Auch die Motivation wird wohl ein Problem sein. Nicht nur bei den Kandidaten, die mittlerweile seit Jänner erklären müssen, warum sie den Präsidentenjob am besten ausüben könnten. Sondern auch bei den Wahlhelfern: Schließlich ist Flyer zu verteilen an den letzten, sonnigen Herbsttagen um einiges angenehmer als Ende November. Aber – und das wird die größte Herausforderung – vor allem die Wähler gilt es zu mobilisieren. „Die große Unbekannte ist die Wahlbeteiligung“, sagt Lockl. Das Rennen sei neu eröffnet, „die Karten neu gemischt“. Ähnlich sieht man es im Büro von Norbert Hofer: „Durch die Verschiebung sind die Leute noch mehr angefressen. Das wird sich negativ auf die Wahlbeteiligung auswirken.“ Dass die Sympathisanten eines Kandidaten eher zu Hause bleiben, glaubt Glier aber nicht.

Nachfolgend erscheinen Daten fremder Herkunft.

//! Core types shared by the scoring and sync engine
//!
//! Field identifiers, confidence-scored values, status enums for change-log
//! entries, contacts and jobs, and the typed JSON payloads stored in
//! `metadata` / `parameters` / `enrichment_metadata` columns.

use chrono::{DateTime, Utc};
use serde::{Deserialize, Serialize};
use std::collections::BTreeMap;
use std::fmt;
use std::str::FromStr;
use uuid::Uuid;

/// Implements `as_str`, `Display` and `FromStr` for a unit-only enum stored as TEXT
macro_rules! text_enum {
    ($ty:ident { $($variant:ident => $text:literal),+ $(,)? }) => {
        impl $ty {
            /// Column / wire representation
            pub fn as_str(&self) -> &'static str {
                match self {
                    $($ty::$variant => $text,)+
                }
            }
        }

        impl fmt::Display for $ty {
            fn fmt(&self, f: &mut fmt::Formatter<'_>) -> fmt::Result {
                f.write_str(self.as_str())
            }
        }

        impl FromStr for $ty {
            type Err = String;

            fn from_str(s: &str) -> Result<Self, Self::Err> {
                match s {
                    $($text => Ok($ty::$variant),)+
                    other => Err(format!("unknown {} '{}'", stringify!($ty), other)),
                }
            }
        }
    };
}

// ============================================================================
// Fields
// ============================================================================

/// Contact field tracked by the engine
#[derive(Debug, Clone, Copy, PartialEq, Eq, PartialOrd, Ord, Hash, Serialize, Deserialize)]
#[serde(rename_all = "snake_case")]
pub enum FieldName {
    Email,
    Name,
    Bio,
    Phone,
    Location,
    Username,
    ProfileUrl,
}

text_enum!(FieldName {
    Email => "email",
    Name => "name",
    Bio => "bio",
    Phone => "phone",
    Location => "location",
    Username => "username",
    ProfileUrl => "profile_url",
});

impl FieldName {
    /// Fields that carry a validator and a confidence column
    pub const SCORED: [FieldName; 6] = [
        FieldName::Email,
        FieldName::Name,
        FieldName::Location,
        FieldName::Bio,
        FieldName::Phone,
        FieldName::Username,
    ];

    /// Fields compared by the change detector, in comparison order
    pub const SYNCABLE: [FieldName; 7] = [
        FieldName::Username,
        FieldName::Bio,
        FieldName::Location,
        FieldName::ProfileUrl,
        FieldName::Email,
        FieldName::Name,
        FieldName::Phone,
    ];

    /// Weight in the overall confidence (None for unscored fields)
    pub fn weight(&self) -> Option<f64> {
        match self {
            FieldName::Email => Some(0.25),
            FieldName::Name => Some(0.20),
            FieldName::Location => Some(0.15),
            FieldName::Bio => Some(0.15),
            FieldName::Phone => Some(0.15),
            FieldName::Username => Some(0.10),
            FieldName::ProfileUrl => None,
        }
    }

    /// Score below which the field requests re-enrichment
    pub fn reenrich_threshold(&self) -> Option<f64> {
        match self {
            FieldName::Email => Some(0.5),
            FieldName::Name => Some(0.6),
            FieldName::Location => Some(0.4),
            FieldName::Bio => Some(0.5),
            FieldName::Phone => Some(0.6),
            FieldName::Username => Some(0.5),
            FieldName::ProfileUrl => None,
        }
    }

    /// `contacts` column holding this field's confidence
    pub fn confidence_column(&self) -> Option<&'static str> {
        match self {
            FieldName::Email => Some("confidence_email"),
            FieldName::Name => Some("confidence_name"),
            FieldName::Bio => Some("confidence_bio"),
            FieldName::Phone => Some("confidence_phone"),
            FieldName::Location => Some("confidence_location"),
            FieldName::Username => Some("confidence_username"),
            FieldName::ProfileUrl => None,
        }
    }
}

/// Confidence-scored observation of a field value
///
/// Never mutated: a new observation is a new `FieldValue`.
#[derive(Debug, Clone, PartialEq, Serialize, Deserialize)]
pub struct FieldValue {
    pub value: String,
    /// Confidence score (0.0-1.0)
    pub confidence: f64,
    #[serde(default, skip_serializing_if = "Option::is_none")]
    pub source: Option<String>,
    #[serde(default, skip_serializing_if = "Option::is_none")]
    pub timestamp: Option<DateTime<Utc>>,
}

impl FieldValue {
    /// Create a value with clamped confidence (0.0-1.0)
    pub fn new(value: impl Into<String>, confidence: f64) -> Self {
        Self {
            value: value.into(),
            confidence: clamp_unit(confidence),
            source: None,
            timestamp: None,
        }
    }

    pub fn with_source(mut self, source: impl Into<String>) -> Self {
        self.source = Some(source.into());
        self
    }

    pub fn observed_at(mut self, timestamp: DateTime<Utc>) -> Self {
        self.timestamp = Some(timestamp);
        self
    }

    /// Copy with a different confidence
    pub fn with_confidence(&self, confidence: f64) -> Self {
        Self {
            confidence: clamp_unit(confidence),
            ..self.clone()
        }
    }
}

/// Per-field (or overall) confidence as stored in contact metadata
#[derive(Debug, Clone, PartialEq, Serialize, Deserialize)]
pub struct ConfidenceScore {
    pub value: f64,
    pub method: String,
    pub timestamp: DateTime<Utc>,
    #[serde(default, skip_serializing_if = "Option::is_none")]
    pub metadata: Option<serde_json::Value>,
}

impl ConfidenceScore {
    pub fn new(value: f64, method: impl Into<String>) -> Self {
        Self {
            value: clamp_unit(value),
            method: method.into(),
            timestamp: Utc::now(),
            metadata: None,
        }
    }
}

/// Clamp to the unit interval; NaN collapses to 0
pub fn clamp_unit(value: f64) -> f64 {
    if value.is_nan() {
        0.0
    } else {
        value.clamp(0.0, 1.0)
    }
}

// ============================================================================
// Statuses
// ============================================================================

/// Origin of a detected change
#[derive(Debug, Clone, Copy, PartialEq, Eq, Hash, Serialize, Deserialize)]
#[serde(rename_all = "snake_case")]
pub enum ChangeSource {
    Scrape,
    Import,
    Webhook,
    Manual,
}

text_enum!(ChangeSource {
    Scrape => "scrape",
    Import => "import",
    Webhook => "webhook",
    Manual => "manual",
});

/// Change-log entry state: `pending → processing → {completed | failed}`
#[derive(Debug, Clone, Copy, PartialEq, Eq, Hash, Serialize, Deserialize)]
#[serde(rename_all = "snake_case")]
pub enum ChangeStatus {
    Pending,
    Processing,
    Completed,
    Failed,
}

text_enum!(ChangeStatus {
    Pending => "pending",
    Processing => "processing",
    Completed => "completed",
    Failed => "failed",
});

impl ChangeStatus {
    /// Forward-only transitions; terminal states accept nothing
    pub fn can_transition_to(&self, next: ChangeStatus) -> bool {
        matches!(
            (self, next),
            (ChangeStatus::Pending, ChangeStatus::Processing)
                | (ChangeStatus::Processing, ChangeStatus::Completed)
                | (ChangeStatus::Processing, ChangeStatus::Failed)
        )
    }

    pub fn is_terminal(&self) -> bool {
        matches!(self, ChangeStatus::Completed | ChangeStatus::Failed)
    }
}

/// Contact-level sync state derived from `outdated_fields`
#[derive(Debug, Clone, Copy, PartialEq, Eq, Hash, Serialize, Deserialize)]
#[serde(rename_all = "snake_case")]
pub enum ContactSyncStatus {
    Synced,
    Outdated,
    Partial,
}

text_enum!(ContactSyncStatus {
    Synced => "synced",
    Outdated => "outdated",
    Partial => "partial",
});

/// Enrichment job state
#[derive(Debug, Clone, Copy, PartialEq, Eq, Hash, Serialize, Deserialize)]
#[serde(rename_all = "snake_case")]
pub enum JobStatus {
    Pending,
    Running,
    Completed,
    /// Finished with at least one failed item
    Partial,
    Failed,
    Cancelled,
}

text_enum!(JobStatus {
    Pending => "pending",
    Running => "running",
    Completed => "completed",
    Partial => "partial",
    Failed => "failed",
    Cancelled => "cancelled",
});

impl JobStatus {
    pub fn is_terminal(&self) -> bool {
        matches!(
            self,
            JobStatus::Completed | JobStatus::Partial | JobStatus::Failed | JobStatus::Cancelled
        )
    }
}

/// Enrichment priority
#[derive(Debug, Clone, Copy, PartialEq, Eq, PartialOrd, Ord, Hash, Serialize, Deserialize)]
#[serde(rename_all = "snake_case")]
pub enum Priority {
    High,
    Normal,
    Low,
}

text_enum!(Priority {
    High => "high",
    Normal => "normal",
    Low => "low",
});

impl Priority {
    /// Processing order for a sync pass
    pub const ORDER: [Priority; 3] = [Priority::High, Priority::Normal, Priority::Low];
}

/// Kind of enrichment job
#[derive(Debug, Clone, Copy, PartialEq, Eq, Hash, Serialize, Deserialize)]
#[serde(rename_all = "snake_case")]
pub enum JobType {
    ConfidenceReenrichment,
    SelectiveFieldEnrichment,
}

text_enum!(JobType {
    ConfidenceReenrichment => "confidence_reenrichment",
    SelectiveFieldEnrichment => "selective_field_enrichment",
});

// ============================================================================
// Typed JSON payloads
// ============================================================================

/// Contents of `contacts.metadata`
#[derive(Debug, Clone, Default, PartialEq, Serialize, Deserialize)]
pub struct ContactMetadata {
    #[serde(default)]
    pub confidence_scores: BTreeMap<FieldName, ConfidenceScore>,
    #[serde(default, skip_serializing_if = "Option::is_none")]
    pub overall: Option<ConfidenceScore>,
    /// Keys written by other parts of the application, preserved untouched
    #[serde(flatten)]
    pub extra: serde_json::Map<String, serde_json::Value>,
}

/// One change as carried inside a selective enrichment job
#[derive(Debug, Clone, PartialEq, Serialize, Deserialize)]
pub struct ScopedChange {
    pub change_id: Uuid,
    pub field: FieldName,
    #[serde(default)]
    pub old_value: Option<String>,
    #[serde(default)]
    pub new_value: Option<String>,
    pub confidence_before: f64,
}

/// Contents of `enrichment_jobs.parameters`
#[derive(Debug, Clone, PartialEq, Serialize, Deserialize)]
#[serde(tag = "kind", rename_all = "snake_case")]
pub enum JobParameters {
    ConfidenceReenrichment {
        fields_to_enrich: Vec<FieldName>,
        priority: Priority,
        source_type: String,
        overall_confidence: f64,
    },
    SelectiveFieldEnrichment {
        changes_by_contact: BTreeMap<Uuid, Vec<ScopedChange>>,
        enrichment_scope: Vec<String>,
        priority: Priority,
        change_count: usize,
    },
    Generic(serde_json::Map<String, serde_json::Value>),
}

/// Persona inferred from a bio
#[derive(Debug, Clone, Copy, PartialEq, Eq, Serialize, Deserialize)]
#[serde(rename_all = "snake_case")]
pub enum Persona {
    Professional,
    Creator,
    Personal,
    Unknown,
}

/// Email domain classification
#[derive(Debug, Clone, Copy, PartialEq, Eq, Serialize, Deserialize)]
#[serde(rename_all = "snake_case")]
pub enum DomainClass {
    Free,
    Business,
    Disposable,
    Invalid,
}

/// Contents of `field_enrichment_history.enrichment_metadata`
#[derive(Debug, Clone, PartialEq, Serialize, Deserialize)]
#[serde(tag = "kind", rename_all = "snake_case")]
pub enum EnrichmentMetadata {
    Bio {
        topics: Vec<String>,
        sentiment: f64,
        persona: Persona,
    },
    Username {
        normalized: String,
        profile_scan_requested: bool,
        is_valid: bool,
    },
    Location {
        formatted_address: Option<String>,
        lat: Option<f64>,
        lng: Option<f64>,
        precision: Option<String>,
    },
    Email {
        domain: Option<String>,
        domain_class: DomainClass,
        format_valid: bool,
    },
    PassThrough,
}

#[cfg(test)]
mod tests {
    use super::*;

    #[test]
    fn test_weights_sum_to_one() {
        let total: f64 = FieldName::SCORED.iter().filter_map(|f| f.weight()).sum();
        assert!((total - 1.0).abs() < 1e-9);
    }

    #[test]
    fn test_field_name_text_round_trip() {
        for field in FieldName::SYNCABLE {
            assert_eq!(field.as_str().parse::<FieldName>().unwrap(), field);
        }
        assert!("nickname".parse::<FieldName>().is_err());
    }

    #[test]
    fn test_change_status_never_regresses() {
        assert!(ChangeStatus::Pending.can_transition_to(ChangeStatus::Processing));
        assert!(ChangeStatus::Processing.can_transition_to(ChangeStatus::Failed));
        assert!(!ChangeStatus::Pending.can_transition_to(ChangeStatus::Completed));
        assert!(!ChangeStatus::Completed.can_transition_to(ChangeStatus::Pending));
        assert!(!ChangeStatus::Failed.can_transition_to(ChangeStatus::Processing));
    }

    #[test]
    fn test_contact_metadata_preserves_unknown_keys() {
        let raw = r#"{"confidence_scores":{},"scraped_by":"crawler-7"}"#;
        let meta: ContactMetadata = serde_json::from_str(raw).unwrap();
        assert_eq!(meta.extra.get("scraped_by").unwrap(), "crawler-7");

        let out = serde_json::to_value(&meta).unwrap();
        assert_eq!(out["scraped_by"], "crawler-7");
    }

    #[test]
    fn test_job_parameters_are_tagged() {
        let params = JobParameters::ConfidenceReenrichment {
            fields_to_enrich: vec![FieldName::Email],
            priority: Priority::High,
            source_type: "import".to_string(),
            overall_confidence: 0.3,
        };
        let json = serde_json::to_value(&params).unwrap();
        assert_eq!(json["kind"], "confidence_reenrichment");
        assert_eq!(json["fields_to_enrich"][0], "email");
    }

    #[test]
    fn test_field_value_confidence_is_clamped() {
        assert_eq!(FieldValue::new("x", 1.7).confidence, 1.0);
        assert_eq!(FieldValue::new("x", f64::NAN).confidence, 0.0);
    }
}
//! # Reach Common Library
//!
//! Shared code for the Reach contact-intelligence services:
//! - Error type shared by every crate
//! - Bootstrap configuration (TOML + environment)
//! - Database initialization and schema

pub mod config;
#[cfg(feature = "sqlx")]
pub mod db;
pub mod error;

pub use error::{Error, Result};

Und auch in einem weiteren Punkt sind sich beide Seiten einig: Der Wahlkampf wird, was den Tonfall der beiden Kandidaten angeht, mild. Noch milder. Einerseits wohl, um die Wähler nicht zu verschrecken. Nicht umsonst hat Hofer im Nachhinein seinen „Sie werden sich noch wundern“-Sager als Fehler bezeichnet. Er habe die Menschen verunsichert. Andererseits ist der Wahltag gleichzeitig der zweite Adventsonntag. Inklusive Trubel, Hochrechnungen – und Wahlpartys.